Saved entries
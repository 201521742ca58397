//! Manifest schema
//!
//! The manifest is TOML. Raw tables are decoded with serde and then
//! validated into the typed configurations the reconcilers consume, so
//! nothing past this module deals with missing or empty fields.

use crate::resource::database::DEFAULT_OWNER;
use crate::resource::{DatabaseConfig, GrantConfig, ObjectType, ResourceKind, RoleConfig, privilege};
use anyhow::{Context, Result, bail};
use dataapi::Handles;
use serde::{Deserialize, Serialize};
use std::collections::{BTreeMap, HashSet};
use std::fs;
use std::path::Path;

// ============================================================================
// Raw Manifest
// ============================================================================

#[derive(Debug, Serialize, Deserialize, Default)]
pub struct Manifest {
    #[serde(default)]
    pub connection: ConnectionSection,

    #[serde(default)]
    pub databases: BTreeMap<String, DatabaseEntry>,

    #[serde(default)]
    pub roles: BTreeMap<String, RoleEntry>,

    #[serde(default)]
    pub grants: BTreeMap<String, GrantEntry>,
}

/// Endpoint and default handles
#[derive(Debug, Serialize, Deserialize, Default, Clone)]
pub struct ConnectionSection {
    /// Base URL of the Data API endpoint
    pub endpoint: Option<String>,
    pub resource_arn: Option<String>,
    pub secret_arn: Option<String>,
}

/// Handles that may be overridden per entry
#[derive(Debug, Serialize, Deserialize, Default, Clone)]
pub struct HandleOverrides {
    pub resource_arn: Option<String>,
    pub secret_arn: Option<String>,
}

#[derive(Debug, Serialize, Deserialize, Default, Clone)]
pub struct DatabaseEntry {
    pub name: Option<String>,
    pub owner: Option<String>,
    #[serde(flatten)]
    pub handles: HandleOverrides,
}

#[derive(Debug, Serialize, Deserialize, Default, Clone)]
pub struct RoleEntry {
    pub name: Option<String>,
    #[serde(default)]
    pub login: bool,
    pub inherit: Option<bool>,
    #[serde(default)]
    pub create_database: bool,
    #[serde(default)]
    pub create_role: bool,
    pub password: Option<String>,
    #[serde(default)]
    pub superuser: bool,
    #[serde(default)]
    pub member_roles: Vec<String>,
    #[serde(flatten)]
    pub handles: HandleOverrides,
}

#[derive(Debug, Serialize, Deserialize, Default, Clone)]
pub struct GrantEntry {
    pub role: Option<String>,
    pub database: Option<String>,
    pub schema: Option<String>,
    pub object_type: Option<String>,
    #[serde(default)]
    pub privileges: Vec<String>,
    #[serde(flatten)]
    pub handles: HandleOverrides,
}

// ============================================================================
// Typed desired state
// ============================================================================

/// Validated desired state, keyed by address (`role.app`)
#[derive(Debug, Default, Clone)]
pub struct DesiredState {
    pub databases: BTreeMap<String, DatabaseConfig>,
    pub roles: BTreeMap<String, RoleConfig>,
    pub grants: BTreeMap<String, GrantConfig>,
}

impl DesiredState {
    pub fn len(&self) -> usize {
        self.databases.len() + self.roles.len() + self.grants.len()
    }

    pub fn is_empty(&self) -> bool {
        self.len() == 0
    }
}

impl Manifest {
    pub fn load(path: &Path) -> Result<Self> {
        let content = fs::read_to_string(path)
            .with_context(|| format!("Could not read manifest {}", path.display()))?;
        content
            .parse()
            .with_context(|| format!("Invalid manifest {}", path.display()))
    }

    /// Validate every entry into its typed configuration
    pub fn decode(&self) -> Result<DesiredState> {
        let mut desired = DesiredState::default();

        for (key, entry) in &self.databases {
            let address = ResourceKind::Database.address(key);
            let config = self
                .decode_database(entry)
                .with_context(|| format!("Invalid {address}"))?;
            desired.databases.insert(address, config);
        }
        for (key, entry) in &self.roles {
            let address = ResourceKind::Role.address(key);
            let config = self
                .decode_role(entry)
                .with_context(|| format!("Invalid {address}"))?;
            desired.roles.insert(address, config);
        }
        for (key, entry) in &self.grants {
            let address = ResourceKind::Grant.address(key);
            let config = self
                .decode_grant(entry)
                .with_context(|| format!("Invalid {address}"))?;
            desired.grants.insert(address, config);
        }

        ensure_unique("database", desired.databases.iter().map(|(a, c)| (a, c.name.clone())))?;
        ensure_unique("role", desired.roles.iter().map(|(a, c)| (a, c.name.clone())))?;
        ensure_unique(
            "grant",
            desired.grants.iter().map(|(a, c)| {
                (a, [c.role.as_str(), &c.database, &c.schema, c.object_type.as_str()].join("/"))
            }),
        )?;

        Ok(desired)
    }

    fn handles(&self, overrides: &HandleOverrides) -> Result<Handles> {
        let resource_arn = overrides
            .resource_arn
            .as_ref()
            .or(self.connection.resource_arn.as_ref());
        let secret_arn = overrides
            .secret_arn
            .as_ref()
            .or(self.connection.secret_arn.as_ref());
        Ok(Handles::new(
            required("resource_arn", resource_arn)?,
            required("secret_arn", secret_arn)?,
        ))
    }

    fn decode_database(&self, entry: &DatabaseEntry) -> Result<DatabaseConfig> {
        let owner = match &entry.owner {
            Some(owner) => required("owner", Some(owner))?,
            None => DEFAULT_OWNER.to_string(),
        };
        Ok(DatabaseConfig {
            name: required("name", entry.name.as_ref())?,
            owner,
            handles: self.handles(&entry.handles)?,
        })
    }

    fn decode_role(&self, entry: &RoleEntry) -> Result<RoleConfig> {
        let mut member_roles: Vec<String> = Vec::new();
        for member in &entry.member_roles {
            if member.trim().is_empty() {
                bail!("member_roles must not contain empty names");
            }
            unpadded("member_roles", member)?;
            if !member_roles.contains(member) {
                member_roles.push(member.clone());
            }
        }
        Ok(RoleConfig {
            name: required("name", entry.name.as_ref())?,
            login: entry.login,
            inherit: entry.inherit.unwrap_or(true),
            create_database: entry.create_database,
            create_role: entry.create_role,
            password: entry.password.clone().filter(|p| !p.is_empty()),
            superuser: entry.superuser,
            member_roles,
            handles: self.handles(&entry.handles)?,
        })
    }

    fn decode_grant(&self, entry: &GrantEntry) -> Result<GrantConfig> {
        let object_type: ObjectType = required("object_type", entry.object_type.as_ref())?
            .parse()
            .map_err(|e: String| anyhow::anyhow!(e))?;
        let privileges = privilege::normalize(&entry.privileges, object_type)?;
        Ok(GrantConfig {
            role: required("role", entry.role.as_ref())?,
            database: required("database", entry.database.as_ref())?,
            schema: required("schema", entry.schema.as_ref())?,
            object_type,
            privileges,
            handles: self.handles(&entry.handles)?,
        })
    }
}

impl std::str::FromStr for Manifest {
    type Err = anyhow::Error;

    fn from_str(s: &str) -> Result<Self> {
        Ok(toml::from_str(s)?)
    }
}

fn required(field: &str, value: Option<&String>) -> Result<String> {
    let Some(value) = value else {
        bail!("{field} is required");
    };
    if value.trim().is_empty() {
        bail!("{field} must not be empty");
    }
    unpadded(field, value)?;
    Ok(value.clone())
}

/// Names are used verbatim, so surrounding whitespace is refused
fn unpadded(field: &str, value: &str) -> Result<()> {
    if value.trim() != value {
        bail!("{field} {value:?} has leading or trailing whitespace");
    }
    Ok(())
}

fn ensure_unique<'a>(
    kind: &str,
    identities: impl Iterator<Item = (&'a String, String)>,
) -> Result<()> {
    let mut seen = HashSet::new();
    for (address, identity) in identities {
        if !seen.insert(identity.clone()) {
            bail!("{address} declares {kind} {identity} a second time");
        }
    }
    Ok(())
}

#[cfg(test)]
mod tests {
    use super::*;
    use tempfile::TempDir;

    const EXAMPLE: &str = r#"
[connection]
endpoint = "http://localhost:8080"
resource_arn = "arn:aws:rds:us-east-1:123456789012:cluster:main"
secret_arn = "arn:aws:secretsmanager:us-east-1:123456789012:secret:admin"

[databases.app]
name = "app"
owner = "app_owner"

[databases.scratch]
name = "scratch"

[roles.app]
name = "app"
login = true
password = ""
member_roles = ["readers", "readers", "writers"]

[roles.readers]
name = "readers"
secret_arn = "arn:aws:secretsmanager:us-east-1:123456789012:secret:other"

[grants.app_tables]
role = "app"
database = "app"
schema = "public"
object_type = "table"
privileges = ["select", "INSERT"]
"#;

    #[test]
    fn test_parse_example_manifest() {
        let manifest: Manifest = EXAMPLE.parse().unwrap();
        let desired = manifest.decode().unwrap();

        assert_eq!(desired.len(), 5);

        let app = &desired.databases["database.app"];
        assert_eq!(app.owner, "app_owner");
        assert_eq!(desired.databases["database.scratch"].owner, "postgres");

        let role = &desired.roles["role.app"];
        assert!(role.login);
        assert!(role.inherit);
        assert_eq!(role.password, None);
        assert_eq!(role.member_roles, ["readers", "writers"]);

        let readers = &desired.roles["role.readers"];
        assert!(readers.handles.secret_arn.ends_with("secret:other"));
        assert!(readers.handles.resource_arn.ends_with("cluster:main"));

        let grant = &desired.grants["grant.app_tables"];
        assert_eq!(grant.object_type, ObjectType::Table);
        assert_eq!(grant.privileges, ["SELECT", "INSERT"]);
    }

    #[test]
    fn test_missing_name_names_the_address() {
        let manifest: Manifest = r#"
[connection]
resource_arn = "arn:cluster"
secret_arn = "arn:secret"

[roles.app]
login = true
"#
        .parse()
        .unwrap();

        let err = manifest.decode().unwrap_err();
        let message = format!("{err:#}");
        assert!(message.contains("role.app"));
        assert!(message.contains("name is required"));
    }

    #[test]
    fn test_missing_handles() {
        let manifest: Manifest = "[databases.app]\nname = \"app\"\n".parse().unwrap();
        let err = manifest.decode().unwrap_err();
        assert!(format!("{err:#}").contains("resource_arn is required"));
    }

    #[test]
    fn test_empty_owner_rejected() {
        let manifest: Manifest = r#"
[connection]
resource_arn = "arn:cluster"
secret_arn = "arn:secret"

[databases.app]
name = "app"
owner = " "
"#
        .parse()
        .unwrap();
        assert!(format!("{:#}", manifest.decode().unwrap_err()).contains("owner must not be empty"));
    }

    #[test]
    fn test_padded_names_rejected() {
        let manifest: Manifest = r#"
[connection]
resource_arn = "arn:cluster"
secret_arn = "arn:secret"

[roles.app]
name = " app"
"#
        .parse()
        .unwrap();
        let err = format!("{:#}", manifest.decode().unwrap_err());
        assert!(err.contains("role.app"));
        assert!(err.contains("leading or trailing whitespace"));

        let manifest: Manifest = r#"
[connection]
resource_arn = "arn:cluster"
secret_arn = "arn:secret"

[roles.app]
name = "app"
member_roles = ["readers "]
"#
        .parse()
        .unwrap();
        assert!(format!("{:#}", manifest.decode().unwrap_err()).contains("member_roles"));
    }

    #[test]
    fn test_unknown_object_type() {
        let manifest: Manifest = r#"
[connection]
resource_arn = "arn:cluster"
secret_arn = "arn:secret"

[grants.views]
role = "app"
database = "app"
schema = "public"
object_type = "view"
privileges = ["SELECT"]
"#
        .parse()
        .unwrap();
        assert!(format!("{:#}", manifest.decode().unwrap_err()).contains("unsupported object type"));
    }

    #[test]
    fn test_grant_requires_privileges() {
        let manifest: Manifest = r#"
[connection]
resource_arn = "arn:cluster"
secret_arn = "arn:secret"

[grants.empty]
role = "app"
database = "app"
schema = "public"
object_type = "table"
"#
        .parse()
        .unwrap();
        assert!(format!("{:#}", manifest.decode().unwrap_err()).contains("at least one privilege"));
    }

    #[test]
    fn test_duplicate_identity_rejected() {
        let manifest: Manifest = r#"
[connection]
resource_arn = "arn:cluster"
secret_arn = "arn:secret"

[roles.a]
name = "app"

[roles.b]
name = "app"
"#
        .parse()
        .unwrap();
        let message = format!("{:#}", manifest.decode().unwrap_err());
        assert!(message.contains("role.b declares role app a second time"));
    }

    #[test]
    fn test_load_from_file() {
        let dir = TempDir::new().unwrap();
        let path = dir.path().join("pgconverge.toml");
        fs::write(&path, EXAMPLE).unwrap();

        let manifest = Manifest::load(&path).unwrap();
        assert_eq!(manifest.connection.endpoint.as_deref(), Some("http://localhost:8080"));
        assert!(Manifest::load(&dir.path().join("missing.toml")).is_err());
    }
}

TASK STATEMENT:
Above are the entries; copy every line among them that contains the word "superuser".

ANSWER TO THE PROBLEM:
    pub superuser: bool,
            superuser: entry.superuser,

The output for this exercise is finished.